Un recente sondaggio, condotto in Arabia Saudita su un campione di 992 uomini e donne al di sopra dei 19 anni rivela che la maggioranza degli uomini crede che le donne provochino le molestie di cui sono vittime con il solo sguardo. L’indagine è stata condotta dal Centro per il Dialogo Nazionale del re Abdul Aziz con sede a Riyhad, una Ong saudita che opera nella promozione della comunicazione tra i cittadini e il governo.

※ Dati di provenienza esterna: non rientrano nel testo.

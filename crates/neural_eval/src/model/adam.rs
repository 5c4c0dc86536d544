use ndarray::{Array, Dimension, Zip};
use serde::{Deserialize, Serialize};

/// Adam hyper-parameters.
#[derive(Debug, Clone, Copy, PartialEq, Serialize, Deserialize)]
pub struct AdamConfig {
    pub learning_rate: f32,
    pub beta1: f32,
    pub beta2: f32,
    pub epsilon: f32,
}

impl Default for AdamConfig {
    fn default() -> Self {
        Self {
            learning_rate: 0.001,
            beta1: 0.9,
            beta2: 0.999,
            epsilon: 1e-8,
        }
    }
}

/// Adam optimizer state shared by all parameters of one model.
#[derive(Debug, Clone, Serialize, Deserialize)]
pub struct Adam {
    pub config: AdamConfig,
    /// Number of steps taken so far
    pub step: u64,
}

/// A tensor together with its first and second moment estimates.
#[derive(Debug, Clone, Serialize, Deserialize)]
pub(crate) struct Param<D: Dimension> {
    pub value: Array<f32, D>,
    m: Array<f32, D>,
    v: Array<f32, D>,
}

impl<D: Dimension> Param<D> {
    pub fn new(value: Array<f32, D>) -> Self {
        let m = Array::zeros(value.raw_dim());
        let v = Array::zeros(value.raw_dim());
        Self { value, m, v }
    }

    /// Moments must have the same shape as the value.
    pub fn is_consistent(&self) -> bool {
        self.m.shape() == self.value.shape() && self.v.shape() == self.value.shape()
    }

    /// Value and both moments hold only finite numbers.
    pub fn is_finite(&self) -> bool {
        [&self.value, &self.m, &self.v]
            .iter()
            .all(|a| a.iter().all(|x| x.is_finite()))
    }
}

impl Adam {
    pub fn new(config: AdamConfig) -> Self {
        Self { config, step: 0 }
    }

    /// Advances the step counter. Call once per update, before [`Adam::apply`].
    pub fn begin_step(&mut self) {
        self.step += 1;
    }

    pub(crate) fn apply<D: Dimension>(&self, param: &mut Param<D>, grad: &Array<f32, D>) {
        let AdamConfig {
            learning_rate,
            beta1,
            beta2,
            epsilon,
        } = self.config;
        let t = self.step.min(i32::MAX as u64) as i32;
        let bias1 = 1.0 - beta1.powi(t);
        let bias2 = 1.0 - beta2.powi(t);

        Zip::from(&mut param.value)
            .and(&mut param.m)
            .and(&mut param.v)
            .and(grad)
            .for_each(|w, m, v, &g| {
                *m = beta1 * *m + (1.0 - beta1) * g;
                *v = beta2 * *v + (1.0 - beta2) * g * g;
                let m_hat = *m / bias1;
                let v_hat = *v / bias2;
                *w -= learning_rate * m_hat / (v_hat.sqrt() + epsilon);
            });
    }
}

Se si considera che le donne saudite hanno l’obbligo di coprire la maggior parte del corpo in pubblico, tanto che gli occhi sono l’unica parte visibile, risulta sconcertante la “giustificazione” addotta dai molestatori e accettata dall’opinione pubblica.

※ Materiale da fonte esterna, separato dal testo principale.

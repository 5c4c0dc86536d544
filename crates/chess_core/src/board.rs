use std::fmt;

use cozy_chess::Board;

use crate::error::RulesError;
use crate::types::*;

pub const STARTPOS_FEN: &str = "rnbqkbnr/pppppppp/8/8/8/8/PPPPPPPP/RNBQKBNR w KQkq - 0 1";

/// A chess position.
///
/// Values are never mutated after construction: [`Position::play`] returns a
/// fresh position and leaves the receiver untouched, so callers can keep the
/// original around (e.g. to know whose turn it was before a trial move).
#[derive(Clone, Debug)]
pub struct Position {
    board: Board,
}

impl Default for Position {
    fn default() -> Self {
        Self::startpos()
    }
}

impl Position {
    pub fn startpos() -> Self {
        Self {
            board: Board::default(),
        }
    }

    /// Forsyth-Edwards Notation parser. This is the only place text turns into
    /// a position; everything downstream takes `&Position`.
    pub fn from_fen(fen: &str) -> Result<Self, RulesError> {
        let trimmed = fen.trim();
        Board::from_fen(trimmed, false)
            .map(|board| Self { board })
            .map_err(|e| RulesError::Fen {
                fen: trimmed.to_string(),
                reason: format!("{:?}", e),
            })
    }

    pub fn fen(&self) -> String {
        self.board.to_string()
    }

    pub fn side_to_move(&self) -> Color {
        self.board.side_to_move()
    }

    pub fn piece_at(&self, sq: Square) -> Option<(Color, Piece)> {
        let piece = self.board.piece_on(sq)?;
        let color = self.board.color_on(sq)?;
        Some((color, piece))
    }

    /// All occupied squares with their pieces, a1 first.
    pub fn pieces(&self) -> impl Iterator<Item = (Square, Color, Piece)> + '_ {
        Square::ALL
            .into_iter()
            .filter_map(move |sq| self.piece_at(sq).map(|(c, p)| (sq, c, p)))
    }

    /// Legal moves in the generator's order. The order is deterministic for a
    /// given position, which ranking relies on to break ties.
    pub fn legal_moves(&self) -> Vec<Move> {
        let mut out = Vec::with_capacity(64);
        self.board.generate_moves(|piece_moves| {
            out.extend(piece_moves);
            false
        });
        out
    }

    pub fn is_legal(&self, mv: Move) -> bool {
        self.board.is_legal(mv)
    }

    /// Applies `mv` to a copy of this position.
    pub fn play(&self, mv: Move) -> Result<Position, RulesError> {
        if !self.board.is_legal(mv) {
            return Err(RulesError::IllegalMove {
                mv: mv.to_string(),
                fen: self.fen(),
            });
        }
        let mut board = self.board.clone();
        board.play_unchecked(mv);
        Ok(Position { board })
    }

    pub fn in_check(&self) -> bool {
        !self.board.checkers().is_empty()
    }

    pub fn is_checkmate(&self) -> bool {
        self.in_check() && self.legal_moves().is_empty()
    }

    pub fn is_stalemate(&self) -> bool {
        !self.in_check() && self.legal_moves().is_empty()
    }

    pub fn status(&self) -> GameStatus {
        self.board.status()
    }

    /// True when `mv` is a castling move. The backing generator encodes
    /// castling as the king moving onto its own rook.
    pub fn is_castle(&self, mv: Move) -> bool {
        self.board.piece_on(mv.from) == Some(Piece::King)
            && self.board.color_on(mv.to) == Some(self.side_to_move())
    }

    pub fn is_capture(&self, mv: Move) -> bool {
        if self.is_castle(mv) {
            return false;
        }
        if self.board.color_on(mv.to) == Some(!self.side_to_move()) {
            return true;
        }
        // En passant: a pawn changing file onto an empty square.
        self.board.piece_on(mv.from) == Some(Piece::Pawn) && mv.from.file() != mv.to.file()
    }
}

impl fmt::Display for Position {
    fn fmt(&self, f: &mut fmt::Formatter<'_>) -> fmt::Result {
        write!(f, "{}", self.board)
    }
}

impl std::str::FromStr for Position {
    type Err = RulesError;

    fn from_str(s: &str) -> Result<Self, Self::Err> {
        Position::from_fen(s)
    }
}

#[cfg(test)]
#[path = "board_tests.rs"]
mod tests;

L’86,5% degli uomini intervistati imputa l’aumento dei casi di molestie contro le donne nei luoghi pubblici all’uso di cosmetici, secondo quanto riporta il sito Emirates news 24/7, citato anche da Alalam News Network. Va sottolineato che il sistema giudiziario saudita manca di una severa legislazione che tuteli le donne, anzi esse sono spesso “oggetto sociale” più che soggetti liberi di decidere della propria vita. Le donne saudite non possono guidare autoveicoli: l’Arabia Saudita è l’unico Paese al mondo dove vige il divieto assoluto per le donne di guidare. La pena per colei che decide, a suo rischio e pericolo, di sfidare tale divieto è di 10 frustate; dal mese di aprile 2013, le donne, dopo una dichiarazione da parte del Ministero Islamico degli Affari Esteri, possono spostarsi in bicicletta, solamente in alcune aree designate del Paese, sempre accompagnate da un maschio, indossando obbligatoriamente un abaya islamico che le ricopre dalla testa fino ai piedi e circolando in alcune zone ben definite (assolutamente non per spostarsi da un luogo all’altro).

Le donne non possono viaggiare senza l’accompagnatore o senza una espressa autorizzazione. Sono esonerate solo le donne che hanno compiuto 45 anni di età. Le altre, al di sotto di quest’età, che devono viaggiare hanno due possibilità: o viaggiare accompagnate dal marito o dal padre, oppure essere in possesso di un modulo di autorizzazione firmato da un tutore maschio. Fino a qualche anno fa, le palestre private riservate ad un pubblico femminile, erano permesse ed autorizzate dallo Stato saudita, ma, dopo diverse leggi religiose intervenute negli ultimi anni, la polizia religiosa ha deciso di chiuderle definitivamente.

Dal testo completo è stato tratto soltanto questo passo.